Provided records:
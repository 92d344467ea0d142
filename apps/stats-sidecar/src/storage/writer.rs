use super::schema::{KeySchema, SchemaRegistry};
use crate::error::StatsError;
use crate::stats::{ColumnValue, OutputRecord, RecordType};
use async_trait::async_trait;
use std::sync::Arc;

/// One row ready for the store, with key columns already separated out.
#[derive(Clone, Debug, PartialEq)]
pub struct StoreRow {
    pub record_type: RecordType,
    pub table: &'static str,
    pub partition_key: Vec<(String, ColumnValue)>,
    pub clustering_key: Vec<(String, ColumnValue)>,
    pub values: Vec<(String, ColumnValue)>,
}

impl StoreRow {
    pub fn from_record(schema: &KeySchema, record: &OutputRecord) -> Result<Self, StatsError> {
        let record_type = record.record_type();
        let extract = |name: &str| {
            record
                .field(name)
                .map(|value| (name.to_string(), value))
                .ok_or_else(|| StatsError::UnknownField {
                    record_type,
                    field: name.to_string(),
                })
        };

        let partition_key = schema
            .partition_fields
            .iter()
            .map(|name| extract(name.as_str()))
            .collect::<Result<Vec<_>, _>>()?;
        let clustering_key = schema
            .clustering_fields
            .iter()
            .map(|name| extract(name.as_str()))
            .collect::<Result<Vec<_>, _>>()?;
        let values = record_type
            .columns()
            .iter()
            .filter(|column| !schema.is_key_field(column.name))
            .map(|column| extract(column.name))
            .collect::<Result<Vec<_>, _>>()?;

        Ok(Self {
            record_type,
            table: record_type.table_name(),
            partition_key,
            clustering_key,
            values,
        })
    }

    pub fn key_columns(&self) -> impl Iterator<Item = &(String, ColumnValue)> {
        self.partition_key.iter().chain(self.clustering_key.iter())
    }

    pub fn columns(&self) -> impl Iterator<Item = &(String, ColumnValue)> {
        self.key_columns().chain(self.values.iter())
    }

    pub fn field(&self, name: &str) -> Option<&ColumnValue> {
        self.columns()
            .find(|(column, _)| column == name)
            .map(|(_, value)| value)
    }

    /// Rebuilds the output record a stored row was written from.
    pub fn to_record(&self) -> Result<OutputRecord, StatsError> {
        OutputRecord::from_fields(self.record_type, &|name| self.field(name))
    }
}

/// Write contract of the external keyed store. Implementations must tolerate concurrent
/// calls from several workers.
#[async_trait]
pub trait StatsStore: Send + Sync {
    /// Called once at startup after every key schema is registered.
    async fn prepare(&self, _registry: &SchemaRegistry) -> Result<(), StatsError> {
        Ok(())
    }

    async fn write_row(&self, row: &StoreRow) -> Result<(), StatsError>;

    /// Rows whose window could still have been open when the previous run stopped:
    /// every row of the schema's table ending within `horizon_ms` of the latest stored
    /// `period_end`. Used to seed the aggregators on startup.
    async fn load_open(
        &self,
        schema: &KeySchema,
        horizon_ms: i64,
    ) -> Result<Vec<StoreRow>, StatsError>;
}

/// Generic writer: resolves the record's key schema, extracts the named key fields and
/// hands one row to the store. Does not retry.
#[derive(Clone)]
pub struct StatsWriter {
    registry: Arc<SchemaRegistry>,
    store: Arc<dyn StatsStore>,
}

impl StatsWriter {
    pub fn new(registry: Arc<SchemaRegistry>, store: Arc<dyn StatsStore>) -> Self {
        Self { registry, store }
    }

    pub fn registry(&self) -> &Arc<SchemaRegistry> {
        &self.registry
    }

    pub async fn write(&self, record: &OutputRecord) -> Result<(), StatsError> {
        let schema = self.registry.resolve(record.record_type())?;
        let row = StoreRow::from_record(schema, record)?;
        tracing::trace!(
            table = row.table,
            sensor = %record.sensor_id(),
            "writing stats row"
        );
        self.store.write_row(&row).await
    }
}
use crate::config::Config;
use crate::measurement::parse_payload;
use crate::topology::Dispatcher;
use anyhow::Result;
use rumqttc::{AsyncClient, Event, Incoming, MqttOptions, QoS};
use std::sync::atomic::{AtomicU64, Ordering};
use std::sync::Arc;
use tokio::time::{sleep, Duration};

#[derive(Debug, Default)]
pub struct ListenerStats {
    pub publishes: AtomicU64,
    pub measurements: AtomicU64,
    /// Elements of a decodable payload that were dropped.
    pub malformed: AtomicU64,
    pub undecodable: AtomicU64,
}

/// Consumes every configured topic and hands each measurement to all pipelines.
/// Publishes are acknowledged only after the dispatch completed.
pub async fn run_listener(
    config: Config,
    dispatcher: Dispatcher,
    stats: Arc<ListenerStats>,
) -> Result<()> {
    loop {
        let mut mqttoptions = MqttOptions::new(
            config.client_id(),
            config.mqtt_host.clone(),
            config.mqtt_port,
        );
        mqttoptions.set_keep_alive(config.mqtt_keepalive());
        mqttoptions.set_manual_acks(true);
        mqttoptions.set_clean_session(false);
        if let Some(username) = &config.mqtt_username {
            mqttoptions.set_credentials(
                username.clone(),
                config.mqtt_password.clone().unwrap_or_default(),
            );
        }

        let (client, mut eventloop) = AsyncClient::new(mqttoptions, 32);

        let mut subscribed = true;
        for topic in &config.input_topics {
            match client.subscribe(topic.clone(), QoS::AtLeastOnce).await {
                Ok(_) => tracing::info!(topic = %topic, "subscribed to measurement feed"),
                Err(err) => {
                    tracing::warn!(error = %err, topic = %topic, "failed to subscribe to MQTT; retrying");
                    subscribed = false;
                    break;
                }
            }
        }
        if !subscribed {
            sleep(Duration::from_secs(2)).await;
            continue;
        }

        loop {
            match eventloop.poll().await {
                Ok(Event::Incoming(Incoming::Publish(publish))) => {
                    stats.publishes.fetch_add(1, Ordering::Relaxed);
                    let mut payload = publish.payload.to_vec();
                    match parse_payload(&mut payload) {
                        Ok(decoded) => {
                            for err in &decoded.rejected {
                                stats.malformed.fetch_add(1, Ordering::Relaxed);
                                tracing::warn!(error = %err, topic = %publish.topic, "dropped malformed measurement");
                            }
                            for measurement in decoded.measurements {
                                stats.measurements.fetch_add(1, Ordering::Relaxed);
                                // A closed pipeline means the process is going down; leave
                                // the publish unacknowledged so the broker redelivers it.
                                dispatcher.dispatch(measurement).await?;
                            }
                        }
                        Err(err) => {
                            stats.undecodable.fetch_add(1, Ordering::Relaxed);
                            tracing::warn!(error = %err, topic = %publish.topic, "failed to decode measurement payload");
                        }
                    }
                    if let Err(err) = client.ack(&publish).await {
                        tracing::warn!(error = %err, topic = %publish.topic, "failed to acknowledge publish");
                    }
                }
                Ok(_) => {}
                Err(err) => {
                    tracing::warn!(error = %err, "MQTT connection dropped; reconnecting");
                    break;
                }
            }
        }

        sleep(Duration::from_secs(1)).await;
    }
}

...

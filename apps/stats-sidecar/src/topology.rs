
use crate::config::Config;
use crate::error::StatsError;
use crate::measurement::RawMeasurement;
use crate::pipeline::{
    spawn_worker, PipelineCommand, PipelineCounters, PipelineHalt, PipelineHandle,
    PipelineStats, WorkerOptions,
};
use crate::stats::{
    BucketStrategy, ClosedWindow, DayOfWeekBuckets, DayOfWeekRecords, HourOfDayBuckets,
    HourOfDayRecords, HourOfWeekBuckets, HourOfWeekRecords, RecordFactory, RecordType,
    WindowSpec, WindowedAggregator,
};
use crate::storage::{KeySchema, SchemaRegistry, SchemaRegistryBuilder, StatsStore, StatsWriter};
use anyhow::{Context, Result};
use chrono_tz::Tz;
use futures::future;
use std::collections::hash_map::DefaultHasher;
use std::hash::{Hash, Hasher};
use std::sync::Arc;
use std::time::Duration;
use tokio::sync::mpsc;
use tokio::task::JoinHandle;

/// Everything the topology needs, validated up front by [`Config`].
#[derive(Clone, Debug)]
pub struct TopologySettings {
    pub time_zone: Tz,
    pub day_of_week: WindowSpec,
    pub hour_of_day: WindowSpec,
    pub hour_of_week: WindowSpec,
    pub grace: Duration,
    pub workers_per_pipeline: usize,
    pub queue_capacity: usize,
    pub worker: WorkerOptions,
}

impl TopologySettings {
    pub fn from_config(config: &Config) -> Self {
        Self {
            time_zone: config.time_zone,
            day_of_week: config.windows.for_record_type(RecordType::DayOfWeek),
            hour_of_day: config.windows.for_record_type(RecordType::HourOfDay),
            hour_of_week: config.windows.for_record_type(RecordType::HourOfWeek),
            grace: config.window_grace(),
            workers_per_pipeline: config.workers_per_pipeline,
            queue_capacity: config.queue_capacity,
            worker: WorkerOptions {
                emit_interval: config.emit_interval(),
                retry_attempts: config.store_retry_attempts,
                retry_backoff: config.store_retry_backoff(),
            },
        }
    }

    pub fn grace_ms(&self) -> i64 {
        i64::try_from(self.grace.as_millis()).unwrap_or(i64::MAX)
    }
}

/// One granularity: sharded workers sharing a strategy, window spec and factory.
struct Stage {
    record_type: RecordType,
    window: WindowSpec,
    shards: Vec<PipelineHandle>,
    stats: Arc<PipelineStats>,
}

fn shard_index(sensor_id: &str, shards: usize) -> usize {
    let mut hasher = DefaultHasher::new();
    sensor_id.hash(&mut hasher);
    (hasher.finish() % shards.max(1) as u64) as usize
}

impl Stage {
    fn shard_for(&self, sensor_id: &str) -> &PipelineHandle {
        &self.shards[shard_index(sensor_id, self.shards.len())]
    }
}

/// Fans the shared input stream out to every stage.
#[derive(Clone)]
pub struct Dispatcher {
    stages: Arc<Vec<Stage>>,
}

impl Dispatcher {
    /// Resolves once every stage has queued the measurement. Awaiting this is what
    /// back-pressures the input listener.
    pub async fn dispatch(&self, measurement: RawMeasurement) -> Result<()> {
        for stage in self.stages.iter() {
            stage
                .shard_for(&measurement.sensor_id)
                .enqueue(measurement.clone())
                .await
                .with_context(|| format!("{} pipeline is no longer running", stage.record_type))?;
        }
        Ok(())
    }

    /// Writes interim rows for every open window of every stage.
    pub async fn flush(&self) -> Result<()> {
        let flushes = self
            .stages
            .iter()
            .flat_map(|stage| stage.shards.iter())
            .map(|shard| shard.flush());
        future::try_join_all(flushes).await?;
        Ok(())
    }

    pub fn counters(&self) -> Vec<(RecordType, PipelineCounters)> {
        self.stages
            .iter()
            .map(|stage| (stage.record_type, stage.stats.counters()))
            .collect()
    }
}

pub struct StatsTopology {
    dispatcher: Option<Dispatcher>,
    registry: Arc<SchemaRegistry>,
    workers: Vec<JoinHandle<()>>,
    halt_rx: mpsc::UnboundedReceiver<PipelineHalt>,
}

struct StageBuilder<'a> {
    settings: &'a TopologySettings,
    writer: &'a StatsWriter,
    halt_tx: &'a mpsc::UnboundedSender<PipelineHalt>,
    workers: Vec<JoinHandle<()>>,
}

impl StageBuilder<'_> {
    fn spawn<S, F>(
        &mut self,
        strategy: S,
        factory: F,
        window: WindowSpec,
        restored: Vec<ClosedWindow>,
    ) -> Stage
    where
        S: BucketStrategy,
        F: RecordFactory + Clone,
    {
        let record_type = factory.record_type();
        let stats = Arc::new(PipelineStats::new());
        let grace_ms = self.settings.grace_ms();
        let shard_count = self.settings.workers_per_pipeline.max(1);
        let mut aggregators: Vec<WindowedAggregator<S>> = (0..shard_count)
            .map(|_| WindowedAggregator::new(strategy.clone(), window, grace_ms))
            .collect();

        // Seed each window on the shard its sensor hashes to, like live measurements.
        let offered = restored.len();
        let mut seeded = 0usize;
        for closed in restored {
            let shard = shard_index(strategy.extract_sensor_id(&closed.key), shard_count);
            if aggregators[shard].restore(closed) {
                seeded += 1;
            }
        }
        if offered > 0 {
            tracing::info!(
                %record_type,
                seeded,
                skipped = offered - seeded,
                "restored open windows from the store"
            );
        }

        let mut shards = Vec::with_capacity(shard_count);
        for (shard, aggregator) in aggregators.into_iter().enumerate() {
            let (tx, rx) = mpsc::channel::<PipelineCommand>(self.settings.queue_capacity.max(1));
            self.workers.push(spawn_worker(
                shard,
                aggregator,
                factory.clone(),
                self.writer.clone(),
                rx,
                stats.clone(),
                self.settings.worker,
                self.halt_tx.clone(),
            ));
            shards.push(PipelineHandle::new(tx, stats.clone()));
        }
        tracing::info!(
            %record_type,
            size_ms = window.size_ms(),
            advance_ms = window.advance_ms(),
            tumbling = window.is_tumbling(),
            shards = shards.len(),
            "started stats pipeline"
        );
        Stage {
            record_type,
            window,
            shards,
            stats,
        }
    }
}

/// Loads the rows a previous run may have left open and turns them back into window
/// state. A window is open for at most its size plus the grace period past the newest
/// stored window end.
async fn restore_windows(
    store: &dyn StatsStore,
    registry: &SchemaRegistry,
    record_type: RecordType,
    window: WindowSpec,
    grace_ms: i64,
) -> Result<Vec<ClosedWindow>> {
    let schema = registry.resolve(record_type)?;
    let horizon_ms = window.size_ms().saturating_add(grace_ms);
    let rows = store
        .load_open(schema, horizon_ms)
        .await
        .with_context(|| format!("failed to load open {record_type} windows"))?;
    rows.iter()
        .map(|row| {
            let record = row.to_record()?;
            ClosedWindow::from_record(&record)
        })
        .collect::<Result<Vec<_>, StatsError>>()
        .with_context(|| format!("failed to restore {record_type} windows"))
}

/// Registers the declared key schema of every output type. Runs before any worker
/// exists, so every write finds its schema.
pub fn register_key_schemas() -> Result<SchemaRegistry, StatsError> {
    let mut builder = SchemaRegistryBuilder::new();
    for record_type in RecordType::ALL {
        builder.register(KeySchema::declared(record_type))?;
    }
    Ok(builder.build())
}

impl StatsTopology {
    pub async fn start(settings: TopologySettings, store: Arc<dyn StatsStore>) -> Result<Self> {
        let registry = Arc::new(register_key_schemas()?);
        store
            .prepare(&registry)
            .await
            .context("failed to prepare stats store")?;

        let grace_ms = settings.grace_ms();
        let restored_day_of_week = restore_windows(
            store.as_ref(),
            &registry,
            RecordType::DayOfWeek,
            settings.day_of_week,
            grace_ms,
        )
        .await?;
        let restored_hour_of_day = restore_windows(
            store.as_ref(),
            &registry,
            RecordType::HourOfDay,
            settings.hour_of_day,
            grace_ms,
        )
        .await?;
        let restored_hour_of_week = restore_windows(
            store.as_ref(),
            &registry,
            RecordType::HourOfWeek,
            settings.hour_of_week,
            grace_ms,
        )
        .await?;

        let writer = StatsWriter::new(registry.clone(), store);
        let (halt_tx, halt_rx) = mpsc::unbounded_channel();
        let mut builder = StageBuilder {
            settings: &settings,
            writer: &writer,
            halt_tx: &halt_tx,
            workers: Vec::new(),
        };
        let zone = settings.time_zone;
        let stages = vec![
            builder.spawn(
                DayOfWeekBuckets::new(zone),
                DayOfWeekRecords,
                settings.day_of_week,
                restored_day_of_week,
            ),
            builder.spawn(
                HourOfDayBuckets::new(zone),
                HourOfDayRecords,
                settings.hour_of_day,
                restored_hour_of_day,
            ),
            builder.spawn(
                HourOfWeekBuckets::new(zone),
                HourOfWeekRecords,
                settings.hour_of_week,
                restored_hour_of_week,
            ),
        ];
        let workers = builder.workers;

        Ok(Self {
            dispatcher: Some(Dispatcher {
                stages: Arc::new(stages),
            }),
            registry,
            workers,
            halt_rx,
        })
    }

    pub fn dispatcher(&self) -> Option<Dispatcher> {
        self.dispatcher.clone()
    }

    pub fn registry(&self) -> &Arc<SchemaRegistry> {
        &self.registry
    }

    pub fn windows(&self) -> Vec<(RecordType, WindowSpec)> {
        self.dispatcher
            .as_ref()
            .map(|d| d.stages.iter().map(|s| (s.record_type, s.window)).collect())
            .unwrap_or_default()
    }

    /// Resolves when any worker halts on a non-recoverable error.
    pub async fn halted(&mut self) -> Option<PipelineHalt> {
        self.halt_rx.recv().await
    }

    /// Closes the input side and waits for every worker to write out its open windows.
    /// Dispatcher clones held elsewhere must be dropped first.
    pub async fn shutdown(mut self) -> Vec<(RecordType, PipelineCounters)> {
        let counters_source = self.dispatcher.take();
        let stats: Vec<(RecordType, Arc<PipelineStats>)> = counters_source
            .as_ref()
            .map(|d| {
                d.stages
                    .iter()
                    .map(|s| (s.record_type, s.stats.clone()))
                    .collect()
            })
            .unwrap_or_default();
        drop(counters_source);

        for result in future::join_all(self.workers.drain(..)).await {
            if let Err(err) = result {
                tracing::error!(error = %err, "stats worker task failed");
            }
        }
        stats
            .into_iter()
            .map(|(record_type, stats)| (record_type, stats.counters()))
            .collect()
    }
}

--

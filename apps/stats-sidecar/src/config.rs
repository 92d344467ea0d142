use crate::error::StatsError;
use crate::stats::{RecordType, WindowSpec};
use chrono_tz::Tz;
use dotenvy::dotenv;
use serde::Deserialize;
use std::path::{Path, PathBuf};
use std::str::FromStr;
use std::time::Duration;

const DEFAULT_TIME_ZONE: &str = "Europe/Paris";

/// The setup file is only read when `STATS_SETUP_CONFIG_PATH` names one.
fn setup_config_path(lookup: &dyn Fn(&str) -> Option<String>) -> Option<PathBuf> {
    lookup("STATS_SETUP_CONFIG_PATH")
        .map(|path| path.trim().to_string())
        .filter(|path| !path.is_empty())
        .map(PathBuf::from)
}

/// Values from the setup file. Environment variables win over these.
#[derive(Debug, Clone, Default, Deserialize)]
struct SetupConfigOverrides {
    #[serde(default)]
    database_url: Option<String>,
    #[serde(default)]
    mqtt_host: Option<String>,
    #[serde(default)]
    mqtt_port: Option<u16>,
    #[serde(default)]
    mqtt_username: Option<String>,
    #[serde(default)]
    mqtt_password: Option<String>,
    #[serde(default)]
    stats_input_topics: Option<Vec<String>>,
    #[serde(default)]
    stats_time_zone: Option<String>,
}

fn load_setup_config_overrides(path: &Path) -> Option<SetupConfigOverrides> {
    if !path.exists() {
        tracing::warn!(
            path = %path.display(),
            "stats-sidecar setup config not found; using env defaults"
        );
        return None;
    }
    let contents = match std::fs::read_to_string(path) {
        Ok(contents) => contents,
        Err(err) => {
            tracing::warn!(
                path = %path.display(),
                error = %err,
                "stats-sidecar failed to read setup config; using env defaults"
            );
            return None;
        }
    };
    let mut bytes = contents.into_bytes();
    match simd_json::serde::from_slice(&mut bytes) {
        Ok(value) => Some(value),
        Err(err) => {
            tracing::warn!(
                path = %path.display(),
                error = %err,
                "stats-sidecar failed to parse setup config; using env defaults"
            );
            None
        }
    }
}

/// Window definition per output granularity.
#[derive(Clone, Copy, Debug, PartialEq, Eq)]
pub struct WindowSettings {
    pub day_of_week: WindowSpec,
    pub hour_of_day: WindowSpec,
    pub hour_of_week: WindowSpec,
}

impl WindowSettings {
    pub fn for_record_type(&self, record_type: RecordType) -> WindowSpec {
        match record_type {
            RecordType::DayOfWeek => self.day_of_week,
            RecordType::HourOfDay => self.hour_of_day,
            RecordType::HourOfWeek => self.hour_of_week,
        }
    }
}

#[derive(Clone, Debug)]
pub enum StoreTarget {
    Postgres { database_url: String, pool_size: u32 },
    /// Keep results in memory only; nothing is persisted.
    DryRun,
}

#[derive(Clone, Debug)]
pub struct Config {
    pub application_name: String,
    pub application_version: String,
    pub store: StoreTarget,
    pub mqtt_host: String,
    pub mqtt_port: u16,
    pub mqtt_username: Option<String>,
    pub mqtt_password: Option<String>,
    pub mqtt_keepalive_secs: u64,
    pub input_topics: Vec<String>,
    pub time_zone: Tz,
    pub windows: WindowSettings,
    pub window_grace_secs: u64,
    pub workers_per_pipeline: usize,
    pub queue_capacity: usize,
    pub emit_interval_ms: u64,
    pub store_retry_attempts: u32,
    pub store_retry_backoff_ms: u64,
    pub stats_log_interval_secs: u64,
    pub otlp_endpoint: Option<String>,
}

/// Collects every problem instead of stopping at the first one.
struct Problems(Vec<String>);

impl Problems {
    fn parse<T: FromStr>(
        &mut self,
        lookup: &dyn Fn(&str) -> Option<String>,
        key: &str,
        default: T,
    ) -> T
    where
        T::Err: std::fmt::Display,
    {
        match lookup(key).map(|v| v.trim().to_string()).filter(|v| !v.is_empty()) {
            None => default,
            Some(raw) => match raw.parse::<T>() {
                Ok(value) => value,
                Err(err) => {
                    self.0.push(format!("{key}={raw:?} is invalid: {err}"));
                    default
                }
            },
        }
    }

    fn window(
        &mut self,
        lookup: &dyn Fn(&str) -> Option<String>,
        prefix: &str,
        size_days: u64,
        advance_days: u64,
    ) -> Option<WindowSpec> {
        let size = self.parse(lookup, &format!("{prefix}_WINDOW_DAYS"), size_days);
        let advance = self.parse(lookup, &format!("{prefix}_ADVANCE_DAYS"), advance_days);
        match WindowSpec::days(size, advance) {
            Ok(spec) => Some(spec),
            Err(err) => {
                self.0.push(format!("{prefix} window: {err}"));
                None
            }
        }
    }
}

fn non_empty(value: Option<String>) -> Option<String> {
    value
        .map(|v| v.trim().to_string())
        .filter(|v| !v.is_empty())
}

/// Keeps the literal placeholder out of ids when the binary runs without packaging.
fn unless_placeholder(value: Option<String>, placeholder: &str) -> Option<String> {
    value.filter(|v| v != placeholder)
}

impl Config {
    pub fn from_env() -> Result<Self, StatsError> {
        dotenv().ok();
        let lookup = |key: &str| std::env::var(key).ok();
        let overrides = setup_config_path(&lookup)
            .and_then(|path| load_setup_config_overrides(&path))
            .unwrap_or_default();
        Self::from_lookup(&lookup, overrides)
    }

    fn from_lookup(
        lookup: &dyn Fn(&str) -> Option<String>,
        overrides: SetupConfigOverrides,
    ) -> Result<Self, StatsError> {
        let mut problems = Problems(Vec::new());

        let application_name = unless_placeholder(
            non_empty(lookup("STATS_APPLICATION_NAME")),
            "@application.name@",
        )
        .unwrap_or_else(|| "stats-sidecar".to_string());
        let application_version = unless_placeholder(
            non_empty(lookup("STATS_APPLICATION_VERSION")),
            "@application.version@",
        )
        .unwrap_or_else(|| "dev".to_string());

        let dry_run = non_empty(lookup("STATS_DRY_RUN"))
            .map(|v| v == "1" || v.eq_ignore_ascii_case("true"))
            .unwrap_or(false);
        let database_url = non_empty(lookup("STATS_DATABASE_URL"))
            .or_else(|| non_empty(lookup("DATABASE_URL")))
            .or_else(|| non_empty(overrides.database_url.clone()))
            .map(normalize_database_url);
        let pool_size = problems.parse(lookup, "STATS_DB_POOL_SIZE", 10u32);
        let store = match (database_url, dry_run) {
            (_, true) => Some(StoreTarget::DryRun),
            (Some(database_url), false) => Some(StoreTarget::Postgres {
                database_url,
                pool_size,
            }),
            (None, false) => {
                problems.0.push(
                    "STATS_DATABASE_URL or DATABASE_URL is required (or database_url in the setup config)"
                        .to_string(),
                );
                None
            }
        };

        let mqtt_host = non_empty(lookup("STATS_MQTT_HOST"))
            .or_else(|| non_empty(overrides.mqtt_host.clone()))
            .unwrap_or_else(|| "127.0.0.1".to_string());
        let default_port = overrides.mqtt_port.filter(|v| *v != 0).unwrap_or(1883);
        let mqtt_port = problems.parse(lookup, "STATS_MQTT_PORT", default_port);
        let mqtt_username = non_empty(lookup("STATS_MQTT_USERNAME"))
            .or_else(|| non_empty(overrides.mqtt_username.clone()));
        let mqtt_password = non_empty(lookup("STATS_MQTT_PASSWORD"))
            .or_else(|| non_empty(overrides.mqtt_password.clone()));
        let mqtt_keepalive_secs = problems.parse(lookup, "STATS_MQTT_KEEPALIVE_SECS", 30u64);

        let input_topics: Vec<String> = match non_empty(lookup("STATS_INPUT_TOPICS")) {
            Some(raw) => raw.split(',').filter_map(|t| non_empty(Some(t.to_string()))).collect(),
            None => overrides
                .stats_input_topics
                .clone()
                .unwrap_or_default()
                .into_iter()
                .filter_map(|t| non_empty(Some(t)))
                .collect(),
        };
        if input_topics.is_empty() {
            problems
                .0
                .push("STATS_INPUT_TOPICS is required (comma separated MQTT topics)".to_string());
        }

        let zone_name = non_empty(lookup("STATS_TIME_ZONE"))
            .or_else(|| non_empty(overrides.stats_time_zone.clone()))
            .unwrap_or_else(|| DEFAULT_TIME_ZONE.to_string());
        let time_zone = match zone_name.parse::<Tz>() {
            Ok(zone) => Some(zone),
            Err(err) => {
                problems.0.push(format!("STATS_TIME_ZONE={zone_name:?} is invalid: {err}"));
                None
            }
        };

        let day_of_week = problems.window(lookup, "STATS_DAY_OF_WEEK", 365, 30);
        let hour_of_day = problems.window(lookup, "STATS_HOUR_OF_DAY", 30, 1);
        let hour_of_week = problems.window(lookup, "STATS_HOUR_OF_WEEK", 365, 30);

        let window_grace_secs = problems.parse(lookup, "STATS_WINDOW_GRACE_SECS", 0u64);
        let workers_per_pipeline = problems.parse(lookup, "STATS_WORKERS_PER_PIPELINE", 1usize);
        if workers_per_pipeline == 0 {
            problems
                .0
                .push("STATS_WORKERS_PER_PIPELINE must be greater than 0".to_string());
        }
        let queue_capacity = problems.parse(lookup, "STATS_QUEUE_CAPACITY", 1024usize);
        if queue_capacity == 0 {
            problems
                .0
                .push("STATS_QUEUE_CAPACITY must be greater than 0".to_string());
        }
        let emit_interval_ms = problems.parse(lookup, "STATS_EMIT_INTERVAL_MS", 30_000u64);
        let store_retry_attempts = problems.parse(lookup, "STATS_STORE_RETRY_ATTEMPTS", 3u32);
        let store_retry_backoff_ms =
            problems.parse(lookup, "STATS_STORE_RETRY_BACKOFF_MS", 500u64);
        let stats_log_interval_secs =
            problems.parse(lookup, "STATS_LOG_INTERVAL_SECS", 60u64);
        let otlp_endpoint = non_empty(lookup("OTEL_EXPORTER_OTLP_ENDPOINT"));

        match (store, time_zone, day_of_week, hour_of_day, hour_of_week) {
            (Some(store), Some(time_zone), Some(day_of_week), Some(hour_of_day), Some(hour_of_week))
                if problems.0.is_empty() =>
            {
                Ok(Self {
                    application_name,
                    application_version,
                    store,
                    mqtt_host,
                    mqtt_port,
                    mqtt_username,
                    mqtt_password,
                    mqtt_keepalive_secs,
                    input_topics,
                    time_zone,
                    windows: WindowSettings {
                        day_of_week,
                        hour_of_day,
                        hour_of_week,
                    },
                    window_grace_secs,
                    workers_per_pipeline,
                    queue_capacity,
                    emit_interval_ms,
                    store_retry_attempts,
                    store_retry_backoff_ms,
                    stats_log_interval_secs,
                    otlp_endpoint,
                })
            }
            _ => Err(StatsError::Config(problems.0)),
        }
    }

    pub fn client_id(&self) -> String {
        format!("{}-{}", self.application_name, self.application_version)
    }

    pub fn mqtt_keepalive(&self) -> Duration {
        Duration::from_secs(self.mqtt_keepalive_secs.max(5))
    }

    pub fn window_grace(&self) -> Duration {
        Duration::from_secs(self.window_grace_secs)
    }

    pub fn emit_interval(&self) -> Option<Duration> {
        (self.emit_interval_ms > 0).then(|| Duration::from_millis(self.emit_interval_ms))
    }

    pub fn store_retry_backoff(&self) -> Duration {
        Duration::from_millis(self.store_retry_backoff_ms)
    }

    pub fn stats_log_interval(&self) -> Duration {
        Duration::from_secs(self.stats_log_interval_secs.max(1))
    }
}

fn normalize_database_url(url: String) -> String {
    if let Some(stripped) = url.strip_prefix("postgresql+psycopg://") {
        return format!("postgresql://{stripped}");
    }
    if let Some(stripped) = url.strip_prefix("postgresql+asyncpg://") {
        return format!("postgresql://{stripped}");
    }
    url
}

Exercise: Return each line in the records that holds the string "decoded".

Result:
                        Ok(decoded) => {
                            for err in &decoded.rejected {
                            for measurement in decoded.measurements {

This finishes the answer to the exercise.